Mahmoud Tounsi (13 December 1944, in Menzel Temime – 12 April 2001, in Menzel Temime) was a Tunisian author and painter.

Biography 
Tounsi was born on December 13, 1944 in Menzel Temime. He attended primary school in his hometown and then high school in Tunis before studying at the Tunis Institute of Fine Arts where noted painter Abdelaziz Gorgi was professor. Working in the staff of Radio Tunis and Tunis 7, he taught fine arts at the Menzel Temime high school.

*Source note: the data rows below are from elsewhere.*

// SPDX-License-Identifier: MIT

use super::{RawSearchResult, SearchDepth, SearchProvider};
use crate::drafter::error::SearchError;
use async_trait::async_trait;
use reqwest::Client;
use serde::Deserialize;
use serde_json::json;
use std::env;
use std::time::Duration;

const TAVILY_SEARCH_URL: &str = "https://api.tavily.com/search";

#[derive(Debug, Deserialize)]
struct TavilyResponse {
    #[serde(default)]
    results: Vec<RawSearchResult>,
}

pub struct TavilySearch {
    client: Client,
    api_key: String,
    endpoint: String,
}

impl TavilySearch {
    /// Requires `TAVILY_API_KEY` to be set.
    pub fn new(timeout: Option<Duration>) -> Result<Self, SearchError> {
        let api_key = env::var("TAVILY_API_KEY")
            .map_err(|_| SearchError::ApiKeyMissing("tavily".to_string()))?;

        let mut builder = Client::builder();
        if let Some(timeout) = timeout {
            builder = builder.timeout(timeout);
        }

        Ok(Self {
            client: builder.build()?,
            api_key,
            endpoint: TAVILY_SEARCH_URL.to_string(),
        })
    }

    fn request_body(query: &str, max_results: u32, depth: SearchDepth) -> serde_json::Value {
        json!({
            "query": query,
            "max_results": max_results,
            "search_depth": depth.as_str()
        })
    }
}

#[async_trait]
impl SearchProvider for TavilySearch {
    fn name(&self) -> &str {
        "tavily"
    }

    async fn search(
        &self,
        query: &str,
        max_results: u32,
        depth: SearchDepth,
    ) -> Result<Vec<RawSearchResult>, SearchError> {
        let resp = self
            .client
            .post(&self.endpoint)
            .header("Authorization", format!("Bearer {}", self.api_key))
            .json(&Self::request_body(query, max_results, depth))
            .send()
            .await?;

        let status = resp.status();
        if !status.is_success() {
            let text = resp.text().await?;
            return Err(SearchError::Api {
                provider: "tavily".to_string(),
                status: status.as_u16(),
                message: text,
            });
        }

        let body: TavilyResponse = resp.json().await?;
        log::debug!("Tavily returned {} results for '{}'", body.results.len(), query);

        let mut results = body.results;
        results.truncate(max_results as usize);
        Ok(results)
    }
}

#[cfg(test)]
mod tests {
    use super::*;

    #[test]
    fn test_request_body() {
        let body = TavilySearch::request_body("rust async", 2, SearchDepth::Advanced);
        assert_eq!(body["query"], "rust async");
        assert_eq!(body["max_results"], 2);
        assert_eq!(body["search_depth"], "advanced");
    }

    #[test]
    fn test_parse_response() {
        let body: TavilyResponse = serde_json::from_value(json!({
            "query": "q",
            "results": [
                {"title": "A", "url": "https://a", "content": "alpha", "score": 0.8},
                {"title": "B", "url": "https://b", "content": "beta", "score": 0.5}
            ]
        }))
        .unwrap();
        assert_eq!(body.results.len(), 2);
        assert_eq!(body.results[1].clone().normalize().content, "beta");
    }

    #[test]
    fn test_parse_response_without_results() {
        let body: TavilyResponse = serde_json::from_value(json!({"query": "q"})).unwrap();
        assert!(body.results.is_empty());
    }
}
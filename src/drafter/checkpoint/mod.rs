// SPDX-License-Identifier: MIT

//! Durable checkpoints for drafting runs
//!
//! This module provides:
//! - `CheckpointKey` - plain thread ids or structured run configs
//! - `Raw` / `Normalizer` - total JSON-safety normalization
//! - `CheckpointStore` - upsert/select with bounded exponential retry
//! - `MemoryBackend` / `SupabaseBackend` - where records live

mod backend;
mod key;
mod normalize;
mod store;
mod supabase;

pub use backend::{CheckpointBackend, MemoryBackend};
pub use key::{CheckpointKey, Configurable, RunConfig};
pub use normalize::{normalize, Normalizer, Raw, DEFAULT_MAX_DEPTH, DEPTH_MARKER};
pub use store::{CheckpointStore, Checkpointer, RetryPolicy};
pub use supabase::{SupabaseBackend, DEFAULT_TABLE};
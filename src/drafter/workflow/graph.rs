// SPDX-License-Identifier: MIT

//! Drafting graph executor
//!
//! The topology is fixed:
//! `planner -> research_plan -> generate -> (end | reflect -> research_critique -> generate)`.
//! It is driven as a finite-state machine over [`Phase`]; every node's merged
//! state is checkpointed before the next transition is evaluated.

use super::state::{StateUpdate, WorkflowState};
use super::steps::{self, StepContext};
use crate::drafter::checkpoint::{CheckpointKey, Checkpointer};
use crate::drafter::error::DrafterError;
use serde::{Deserialize, Serialize};
use serde_json::{json, Value};
use std::sync::Arc;
use tokio::sync::mpsc;

/// Where a run currently is
#[derive(Debug, Clone, Copy, PartialEq, Eq, Hash, Serialize, Deserialize)]
#[serde(rename_all = "snake_case")]
pub enum Phase {
    Planning,
    ResearchingPlan,
    Generating,
    Reflecting,
    ResearchingCritique,
    Terminated,
}

impl Phase {
    pub const INITIAL: Phase = Phase::Planning;

    /// Node executed in this phase; `None` once terminated
    pub fn node(&self) -> Option<&'static str> {
        match self {
            Phase::Planning => Some("planner"),
            Phase::ResearchingPlan => Some("research_plan"),
            Phase::Generating => Some("generate"),
            Phase::Reflecting => Some("reflect"),
            Phase::ResearchingCritique => Some("research_critique"),
            Phase::Terminated => None,
        }
    }

    /// Transition taken after this phase's node has run on `state`
    pub fn next(self, state: &WorkflowState) -> Phase {
        match self {
            Phase::Planning => Phase::ResearchingPlan,
            Phase::ResearchingPlan => Phase::Generating,
            Phase::Generating if state.revisions_exhausted() => Phase::Terminated,
            Phase::Generating => Phase::Reflecting,
            Phase::Reflecting => Phase::ResearchingCritique,
            Phase::ResearchingCritique => Phase::Generating,
            Phase::Terminated => Phase::Terminated,
        }
    }

    pub fn is_terminal(&self) -> bool {
        matches!(self, Phase::Terminated)
    }
}

/// Progress emitted while a run executes
#[derive(Debug, Clone, Serialize, Deserialize, PartialEq)]
#[serde(tag = "type", rename_all = "snake_case")]
pub enum RunEvent {
    /// A node finished and its merged state was checkpointed
    Node {
        node: String,
        phase: Phase,
        update: StateUpdate,
    },
    /// The graph reached its terminal phase
    Finished {
        thread_id: String,
        state: WorkflowState,
    },
    Error {
        message: String,
    },
}

impl RunEvent {
    /// `{node: update}` mapping for node events
    pub fn update_map(&self) -> Option<Value> {
        match self {
            RunEvent::Node { node, update, .. } => Some(json!({ node.as_str(): update })),
            _ => None,
        }
    }
}

/// Executes the drafting graph for one thread at a time per call
pub struct DraftGraph {
    steps: StepContext,
    checkpointer: Arc<dyn Checkpointer>,
}

impl DraftGraph {
    pub fn new(steps: StepContext, checkpointer: Arc<dyn Checkpointer>) -> Self {
        Self {
            steps,
            checkpointer,
        }
    }

    pub fn checkpointer(&self) -> &Arc<dyn Checkpointer> {
        &self.checkpointer
    }

    /// Run to completion and return the final state
    pub async fn run(
        &self,
        key: &CheckpointKey,
        initial: WorkflowState,
    ) -> Result<WorkflowState, DrafterError> {
        self.execute(key, initial, None).await
    }

    /// Run to completion, sending a [`RunEvent`] after every node
    ///
    /// A closed receiver does not stop the run.
    pub async fn run_stream(
        &self,
        key: &CheckpointKey,
        initial: WorkflowState,
        tx: mpsc::Sender<RunEvent>,
    ) -> Result<WorkflowState, DrafterError> {
        self.execute(key, initial, Some(&tx)).await
    }

    /// Last checkpointed state for `key`
    pub async fn get_state(
        &self,
        key: &CheckpointKey,
    ) -> Result<Option<WorkflowState>, DrafterError> {
        match self.checkpointer.get(key).await? {
            Some(value) => Ok(Some(serde_json::from_value(value)?)),
            None => Ok(None),
        }
    }

    async fn execute(
        &self,
        key: &CheckpointKey,
        initial: WorkflowState,
        tx: Option<&mpsc::Sender<RunEvent>>,
    ) -> Result<WorkflowState, DrafterError> {
        if initial.task.trim().is_empty() {
            return Err(DrafterError::InvalidInput(
                "task must not be empty".to_string(),
            ));
        }

        let thread_id = key.record_id();
        let recursion_limit = key.recursion_limit();
        let mut state = initial;
        let mut phase = Phase::INITIAL;
        let mut executed: u32 = 0;

        log::info!(
            "Run '{}' starting at revision {} of {}",
            thread_id,
            state.revision_number,
            state.max_revisions
        );

        while let Some(node) = phase.node() {
            if let Some(limit) = recursion_limit {
                if executed >= limit {
                    log::error!("Run '{}' hit recursion limit {}", thread_id, limit);
                    return Err(DrafterError::RecursionLimit { limit });
                }
            }
            executed += 1;

            log::info!("Run '{}': executing node {}", thread_id, node);
            let update = self.execute_node(phase, &state).await?;

            state.apply(&update);
            self.checkpointer.put(key, &state.snapshot()).await?;
            log::info!(
                "Node {} completed (revision {}, {} content items)",
                node,
                state.revision_number,
                state.content.len()
            );

            if let Some(tx) = tx {
                let _ = tx
                    .send(RunEvent::Node {
                        node: node.to_string(),
                        phase,
                        update,
                    })
                    .await;
            }

            phase = phase.next(&state);
        }

        log::info!(
            "Run '{}' finished after {} nodes at revision {}",
            thread_id,
            executed,
            state.revision_number
        );

        if let Some(tx) = tx {
            let _ = tx
                .send(RunEvent::Finished {
                    thread_id,
                    state: state.clone(),
                })
                .await;
        }

        Ok(state)
    }

    async fn execute_node(
        &self,
        phase: Phase,
        state: &WorkflowState,
    ) -> Result<StateUpdate, DrafterError> {
        match phase {
            Phase::Planning => steps::plan(&self.steps, state).await,
            Phase::ResearchingPlan => steps::research_plan(&self.steps, state).await,
            Phase::Generating => steps::generate(&self.steps, state).await,
            Phase::Reflecting => steps::reflect(&self.steps, state).await,
            Phase::ResearchingCritique => steps::research_critique(&self.steps, state).await,
            Phase::Terminated => Ok(StateUpdate::default()),
        }
    }
}
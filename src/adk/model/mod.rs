// SPDX-License-Identifier: MIT

//! Model module - defines the LLM model trait and shared types
//!
//! This module provides the core Model trait and message types.
//! Model implementations are in their own submodules:
//! - [openai] - OpenAI-compatible chat completions API

pub mod openai;

use crate::adk::error::ModelError;
use async_trait::async_trait;
use serde::{Deserialize, Serialize};

/// JSON schema the model must answer with (structured output)
#[derive(Debug, Clone, Serialize, Deserialize, PartialEq)]
pub struct ResponseSchema {
    /// Schema name reported to the provider
    pub name: String,
    /// JSON Schema document
    pub schema: serde_json::Value,
}

/// Configuration for model generation
#[derive(Debug, Clone, Serialize, Deserialize, Default)]
pub struct GenerationConfig {
    pub temperature: Option<f32>,
    pub max_output_tokens: Option<u32>,
    pub top_p: Option<f32>,
    /// When set, the model is asked to reply with JSON matching this schema
    #[serde(default, skip_serializing_if = "Option::is_none")]
    pub response_schema: Option<ResponseSchema>,
}

impl GenerationConfig {
    /// Copy of this config requesting structured output
    pub fn with_response_schema(&self, schema: ResponseSchema) -> Self {
        Self {
            response_schema: Some(schema),
            ..self.clone()
        }
    }
}

/// A message in the conversation
#[derive(Debug, Clone, Serialize, Deserialize)]
pub struct Content {
    pub role: String,
    pub parts: Vec<Part>,
}

/// Parts of a message
#[derive(Debug, Clone, Serialize, Deserialize, PartialEq)]
pub enum Part {
    /// Regular text output from the model
    Text(String),
    /// The model declined to answer (structured output refusals)
    Refusal(String),
}

impl Content {
    pub fn system(text: impl Into<String>) -> Self {
        Self {
            role: "system".to_string(),
            parts: vec![Part::Text(text.into())],
        }
    }

    pub fn user(text: impl Into<String>) -> Self {
        Self {
            role: "user".to_string(),
            parts: vec![Part::Text(text.into())],
        }
    }

    pub fn model(text: impl Into<String>) -> Self {
        Self {
            role: "model".to_string(),
            parts: vec![Part::Text(text.into())],
        }
    }

    /// Concatenated text parts
    pub fn text(&self) -> String {
        self.parts
            .iter()
            .filter_map(|p| match p {
                Part::Text(t) => Some(t.as_str()),
                Part::Refusal(_) => None,
            })
            .collect()
    }

    /// First refusal part, if the model declined
    pub fn refusal(&self) -> Option<&str> {
        self.parts.iter().find_map(|p| match p {
            Part::Refusal(r) => Some(r.as_str()),
            Part::Text(_) => None,
        })
    }
}

/// Core trait for LLM model implementations
#[async_trait]
pub trait Model: Send + Sync {
    async fn generate_content(
        &self,
        history: &[Content],
        config: Option<&GenerationConfig>,
    ) -> Result<Content, ModelError>;
}

/// Run one model call and return its text
pub async fn invoke(
    model: &dyn Model,
    history: &[Content],
    config: Option<&GenerationConfig>,
) -> Result<String, ModelError> {
    let response = model.generate_content(history, config).await?;
    if let Some(refusal) = response.refusal() {
        return Err(ModelError::InvalidResponse(format!(
            "model refused: {}",
            refusal
        )));
    }
    Ok(response.text())
}
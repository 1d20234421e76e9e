//! Headless replay checker (default binary).
//!
//! Reads an exported legacy replay (`{"c": meta, "d": base64}`), plays it
//! back and prints a JSON summary.
//!
//! ```text
//! blockstack <replay.json> [--ruleset <ruleset.json>] [--replay2 <out.bin>]
//! ```

use std::fs;
use std::path::PathBuf;
use std::sync::Arc;

use anyhow::{bail, Context, Result};
use log::info;

use blockstack::core::Ruleset;
use blockstack::engine::PlaybackSession;
use blockstack::replay::replay2::Replay2Config;
use blockstack::replay::{content_hash, ReplayInfo};

struct Args {
    replay: PathBuf,
    ruleset: Option<PathBuf>,
    replay2: Option<PathBuf>,
}

fn parse_args() -> Result<Args> {
    let mut replay = None;
    let mut ruleset = None;
    let mut replay2 = None;
    let mut args = std::env::args().skip(1);
    while let Some(arg) = args.next() {
        match arg.as_str() {
            "--ruleset" => ruleset = Some(args.next().context("--ruleset needs a path")?.into()),
            "--replay2" => replay2 = Some(args.next().context("--replay2 needs a path")?.into()),
            _ if replay.is_none() => replay = Some(arg.into()),
            _ => bail!("unexpected argument {arg}"),
        }
    }
    Ok(Args {
        replay: replay.context("usage: blockstack <replay.json> [--ruleset <file>] [--replay2 <out>]")?,
        ruleset,
        replay2,
    })
}

fn main() -> Result<()> {
    env_logger::init();
    let args = parse_args()?;

    let json = fs::read_to_string(&args.replay)
        .with_context(|| format!("failed to read {}", args.replay.display()))?;
    let info = ReplayInfo::from_json(&json)?;
    let replay = info.decode()?;
    info!("loaded {} actions from {}", replay.actions.len(), args.replay.display());

    let ruleset = match &args.ruleset {
        Some(path) => {
            let json = fs::read_to_string(path)
                .with_context(|| format!("failed to read {}", path.display()))?;
            Ruleset::from_json(&json)?
        }
        None => Ruleset::default(),
    };
    let ruleset = Arc::new(ruleset);

    if let Some(out) = &args.replay2 {
        let session = PlaybackSession::new(ruleset.clone(), &replay);
        let (config, bytes) = session.render_replay2(Replay2Config::default())?;
        fs::write(out, &bytes).with_context(|| format!("failed to write {}", out.display()))?;
        info!("wrote {} bytes of frames (config {})", bytes.len(), serde_json::to_string(&config)?);
    }

    let summary = PlaybackSession::new(ruleset, &replay).run();
    let mut report = serde_json::to_value(&summary)?;
    report["hash"] = content_hash(info.d.trim().as_bytes()).into();
    println!("{}", serde_json::to_string_pretty(&report)?);
    Ok(())
}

After pursuing the above careers, Tounsi became mayor of Menzel Temime. On April 12, 2001, travelling to Tunisia's Ministry of Culture to propose the creation of a theater, Tounsi was killed in a car accident aged 56.

Work 
Tounsi's literary work, while varied (poems, short stories, articles and studies specialized in painting) is limited. However, according to the Dictionary of Tunisian Writers, his works were important on the Tunisian cultural scene. One of his most famous pieces of writing was Espace, a collection of short stories published in 1973 and which paved the way to the avant-garde movement.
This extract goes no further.